# Stihl FS 80E parts list manual request



## AVB (Jan 27, 2015)

Anyone can send me a copy of the Stihl FS80E IPL? Customer has brought in an old one that wantin restored. I needing a carburetor kit, the remote primer, and the fuel lines.


----------



## backhoelover (Jun 5, 2015)

you look up carb on walbro or zama


----------



## backhoelover (Jun 5, 2015)

i just check stihl all parts are nla


----------



## backhoelover (Jun 5, 2015)

here are the parts number looks like it is a 2 piece fuel line


----------



## backhoelover (Jun 5, 2015)

4112-353-9100 pick up body
4112-350-3500 connector


----------



## AVB (Jun 6, 2015)

I forgot I even requested a parts list on this one. 

The local Stihl dealer still had fuel components in their NOS section. 

It had TK carburetor and not a Walbro or Zama.
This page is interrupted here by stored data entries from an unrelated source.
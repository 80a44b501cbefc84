use doc_engine::{DocEvent, Document, LineFlag, Selection};

/// Every offset must map to a line whose span contains it, after any edit
/// sequence.
fn assert_line_index_consistent(doc: &Document) {
    for offset in 0..=doc.len() {
        let line = doc.offset_to_line(offset);
        assert!(doc.line_to_offset(line) <= offset);
        if line + 1 < doc.line_count() {
            assert!(offset < doc.line_to_offset(line + 1));
        }
    }
}

#[test]
fn test_offset_to_line_stays_consistent_under_edits() {
    let mut doc = Document::new("alpha\nbeta\ngamma");
    assert_line_index_consistent(&doc);

    // Split a line.
    doc.set_selection(Selection::caret(8));
    doc.type_char('\n');
    assert_eq!(doc.line_count(), 4);
    assert_line_index_consistent(&doc);

    // Join lines back.
    doc.delete_backward();
    assert_eq!(doc.line_count(), 3);
    assert_line_index_consistent(&doc);

    // Kill a whole line.
    doc.set_selection(Selection::stream(6, 11));
    doc.start_action("cut");
    doc.delete_selection();
    doc.finish_action();
    assert_eq!(doc.text(), "alpha\ngamma");
    assert_line_index_consistent(&doc);

    // Paste multi-line text.
    doc.set_selection(Selection::caret(doc.len()));
    doc.paste("\none\ntwo");
    assert_eq!(doc.line_count(), 4);
    assert_line_index_consistent(&doc);
}

#[test]
fn test_multibyte_text_edits_do_not_split_characters() {
    let mut doc = Document::new("日本語\ntext");
    doc.set_selection(Selection::caret(1));
    doc.type_char('X');
    assert_eq!(doc.text(), "日X本語\ntext");

    doc.delete_backward();
    assert_eq!(doc.text(), "日本語\ntext");

    doc.set_selection(Selection::caret(0));
    doc.delete_forward();
    assert_eq!(doc.text(), "本語\ntext");
    assert_line_index_consistent(&doc);
}

#[test]
fn test_crlf_input_is_normalized_and_remembered() {
    let doc = Document::new("one\r\ntwo\r\n");
    assert_eq!(doc.text(), "one\ntwo\n");
    assert_eq!(doc.line_count(), 3);
    assert_eq!(
        doc.line_ending().apply_to_text(&doc.text()),
        "one\r\ntwo\r\n"
    );
}

#[test]
fn test_selection_change_dirties_old_and_new_lines() {
    let mut doc = Document::new("a\nb\nc\nd");
    doc.set_selection(Selection::caret(0));
    doc.clear_dirty_lines();
    doc.take_events();

    doc.set_selection(Selection::caret(6));
    let events = doc.take_events();
    assert!(events.contains(&DocEvent::SelectionChanged));
    assert!(doc.is_line_dirty(0));
    assert!(doc.is_line_dirty(3));
    assert!(!doc.is_line_dirty(1));
}

#[test]
fn test_markers_follow_their_lines_through_edits() {
    let mut doc = Document::new("one\ntwo\nthree");
    doc.set_line_marked(2, true);

    doc.set_selection(Selection::caret(0));
    doc.type_char('\n');
    assert!(doc.is_line_marked(3));
    assert!(!doc.is_line_marked(2));
}

#[test]
fn test_breakpoints_and_diff_markers_follow_their_lines() {
    let mut doc = Document::new("one\ntwo\nthree");
    doc.set_line_flag(1, LineFlag::Breakpoint, true);
    doc.set_line_flag(2, LineFlag::DiffMarker, true);

    doc.set_selection(Selection::caret(0));
    doc.type_char('\n');
    assert!(doc.has_line_flag(2, LineFlag::Breakpoint));
    assert!(!doc.has_line_flag(1, LineFlag::Breakpoint));
    assert!(doc.has_line_flag(3, LineFlag::DiffMarker));

    // Flags are independent of each other and of the bookmark marker.
    assert!(!doc.has_line_flag(2, LineFlag::DiffMarker));
    assert!(!doc.is_line_marked(2));
}

#[test]
fn test_drag_moves_text_in_one_undo_step() {
    let mut doc = Document::new("one two three");
    doc.set_selection(Selection::stream(0, 4));

    // Move "one " after "three" (target in original coordinates).
    doc.drop_text(13, false);
    assert_eq!(doc.text(), "two threeone ");
    assert_eq!(doc.selection(), Selection::stream(9, 13));

    assert!(doc.undo());
    assert_eq!(doc.text(), "one two three");

    // A copy drop leaves the source in place.
    let mut doc = Document::new("ab");
    doc.set_selection(Selection::stream(0, 1));
    doc.drop_text(2, true);
    assert_eq!(doc.text(), "aba");

    // Dropping a move onto its own selection is a no-op.
    let mut doc = Document::new("abcd");
    doc.set_selection(Selection::stream(1, 3));
    doc.drop_text(2, false);
    assert_eq!(doc.text(), "abcd");
}

#[test]
fn test_line_hashes_detect_changed_lines() {
    let mut doc = Document::new("same\ndiff\nsame");
    let before = doc.hash_line(1);
    assert_eq!(doc.hash_line(0), doc.hash_line(2));

    doc.set_selection(Selection::caret(5));
    doc.type_char('x');
    assert_ne!(doc.hash_line(1), before);
    assert_eq!(doc.hash_line(0), doc.hash_line(2));
}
I got the TK carburetor rebuild kit aftermarket.

I had got the unit running just to find out the the ignition coil was failing once the unit got up to operating temperature. The customer was disappoint in his yard sale purchase of this oldie. He is not upset with me as I restored most of his finds and he made money on their sales.

Bummer all that work wasted other than the experience obtain.


----------